[Stored data entries]
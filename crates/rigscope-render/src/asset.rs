//! Asynchronous asset delivery.
//!
//! A renderer answers `load_model` / `load_image_plane` with an [`AssetFuture`]
//! and later fulfils it through the matching [`AssetCompleter`]. The object
//! behind a delivered handle exists in the renderer but is not in the scene;
//! whoever awaits the future decides whether to add it or release it.

use std::future::Future;
use std::pin::Pin;

use futures_intrusive::channel::shared::{oneshot_channel, OneshotSender};

use crate::error::{AssetError, AssetResult};
use crate::handle::ObjectHandle;

/// A pending model or image load.
pub type AssetFuture = Pin<Box<dyn Future<Output = AssetResult<ObjectHandle>>>>;

/// The sending half of an asset request.
pub struct AssetCompleter {
    sender: OneshotSender<AssetResult<ObjectHandle>>,
}

impl AssetCompleter {
    /// Delivers the result.
    ///
    /// Returns `false` if the future was dropped; the caller still owns any
    /// object it created for this request and should release it.
    pub fn complete(self, result: AssetResult<ObjectHandle>) -> bool {
        self.sender.send(result).is_ok()
    }
}

/// Creates a linked completer and future.
///
/// Dropping the completer without calling [`AssetCompleter::complete`]
/// resolves the future to [`AssetError::Abandoned`].
#[must_use]
pub fn asset_channel() -> (AssetCompleter, AssetFuture) {
    let (sender, receiver) = oneshot_channel();
    let future = Box::pin(async move {
        receiver
            .receive()
            .await
            .unwrap_or(Err(AssetError::Abandoned))
    });
    (AssetCompleter { sender }, future)
}

/// An already-finished asset future.
#[must_use]
pub fn ready_asset(result: AssetResult<ObjectHandle>) -> AssetFuture {
    Box::pin(std::future::ready(result))
}
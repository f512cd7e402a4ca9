//! Camera devices for rigscope.
//!
//! A [`CameraDevice`] owns one camera's pose and every visual derived from
//! it: model, axes, label, keypoint markers, skeleton edges, projection rays,
//! the image-plane placeholder and the textured image.

// Documentation lints - internal functions don't need exhaustive panic/error docs
#![allow(clippy::missing_panics_doc)]
#![allow(clippy::missing_errors_doc)]
#![allow(clippy::must_use_candidate)]
// Device construction creates every visual in one place
#![allow(clippy::too_many_lines)]

pub mod asset;
pub mod camera_device;

pub use asset::{AssetOutcome, AssetSlot, CancelToken, FinishedAsset, PendingAsset};
pub use camera_device::{CameraDevice, CameraParams, CameraSpec, ImageInfo};
//! Opaque handles to renderer objects.

/// Identifies one object owned by a renderer.
///
/// Handles are never reused within a renderer's lifetime.
#[derive(Debug, Clone, Copy, PartialEq, Eq, Hash, PartialOrd, Ord)]
pub struct ObjectHandle(u64);

impl ObjectHandle {
    /// Wraps a raw id.
    #[must_use]
    pub const fn from_raw(id: u64) -> Self {
        Self(id)
    }

    /// Returns the raw id.
    #[must_use]
    pub const fn raw(self) -> u64 {
        self.0
    }
}

impl std::fmt::Display for ObjectHandle {
    fn fmt(&self, f: &mut std::fmt::Formatter<'_>) -> std::fmt::Result {
        write!(f, "#{}", self.0)
    }
}

/// The kind of a renderer object.
#[derive(Debug, Clone, Copy, PartialEq, Eq, Hash)]
pub enum ObjectKind {
    /// A small sphere marking a keypoint.
    PointMarker,
    /// A straight segment between two points.
    Line,
    /// A text sprite.
    TextLabel,
    /// An XYZ axes indicator.
    Axes,
    /// A flat colored rectangle.
    Plane,
    /// A loaded 3D model.
    Model,
    /// A loaded image mapped onto a rectangle.
    ImagePlane,
}
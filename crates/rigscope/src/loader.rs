//! Loading a rig from a dataset.

use rigscope_core::{RecordPolicy, Result, RigError, ViewerOptions};
use rigscope_render::Renderer;
use rigscope_structures::CameraDevice;

use crate::dataset::{parse_cameras, parse_dataset, DatasetSource};
use crate::registry::RigRegistry;

/// A camera left out of the rig and why.
#[derive(Debug)]
pub struct SkippedCamera {
    pub cam_id: String,
    pub error: RigError,
}

/// The outcome of [`load_rig`].
#[derive(Debug, Default)]
pub struct LoadReport {
    /// Ids of the cameras now in the registry, in dataset order.
    pub loaded: Vec<String>,
    /// Cameras skipped under [`RecordPolicy::SkipInvalid`].
    pub skipped: Vec<SkippedCamera>,
    /// Non-fatal problems, such as non-rigid extrinsics.
    pub warnings: Vec<String>,
    /// Model and image loads queued on the registry.
    pub pending_assets: usize,
}

/// Loads a rig, replacing whatever the registry held.
///
/// Fetch and parse failures leave the previous rig untouched. Every camera
/// is validated before the previous rig is cleared, so a
/// [`RecordPolicy::FailFast`] abort leaves it untouched too. The returned
/// future completes once every device is built; model and image loads are
/// queued on the registry and attached by [`RigRegistry::poll_assets`].
pub async fn load_rig<S: DatasetSource>(
    source: &S,
    renderer: &mut dyn Renderer,
    registry: &mut RigRegistry,
    options: &ViewerOptions,
) -> Result<LoadReport> {
    let location = source.location();
    let text = source
        .fetch()
        .await
        .map_err(|cause| RigError::DatasetFetch {
            location: location.clone(),
            cause,
        })?;
    let raw = parse_dataset(&text, &location)?;

    let mut report = LoadReport::default();
    let mut specs = Vec::new();
    for (cam_id, parsed) in parse_cameras(raw, options) {
        match parsed {
            Ok(parsed) => {
                report.warnings.extend(parsed.warning);
                specs.push(parsed.spec);
            }
            Err(error) => match options.record_policy {
                RecordPolicy::FailFast => return Err(error),
                RecordPolicy::SkipInvalid => {
                    log::warn!("skipping camera '{cam_id}': {error}");
                    report.skipped.push(SkippedCamera { cam_id, error });
                }
            },
        }
    }

    registry.clear(renderer);
    registry.set_options(options.clone());

    for spec in specs {
        let (device, pending) = CameraDevice::build(spec, renderer, options);
        report.loaded.push(device.cam_id().to_string());
        report.pending_assets += pending.len();
        registry.register(device)?;
        registry.queue_assets(pending);
    }

    log::info!(
        "loaded {} cameras from {location} ({} skipped, {} assets pending)",
        report.loaded.len(),
        report.skipped.len(),
        report.pending_assets
    );
    Ok(report)
}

AIM OF THE EXERCISE >> Wherever a line of the data holds "cause", copy that line.

RESPONSE >>
        .map_err(|cause| RigError::DatasetFetch {
            cause,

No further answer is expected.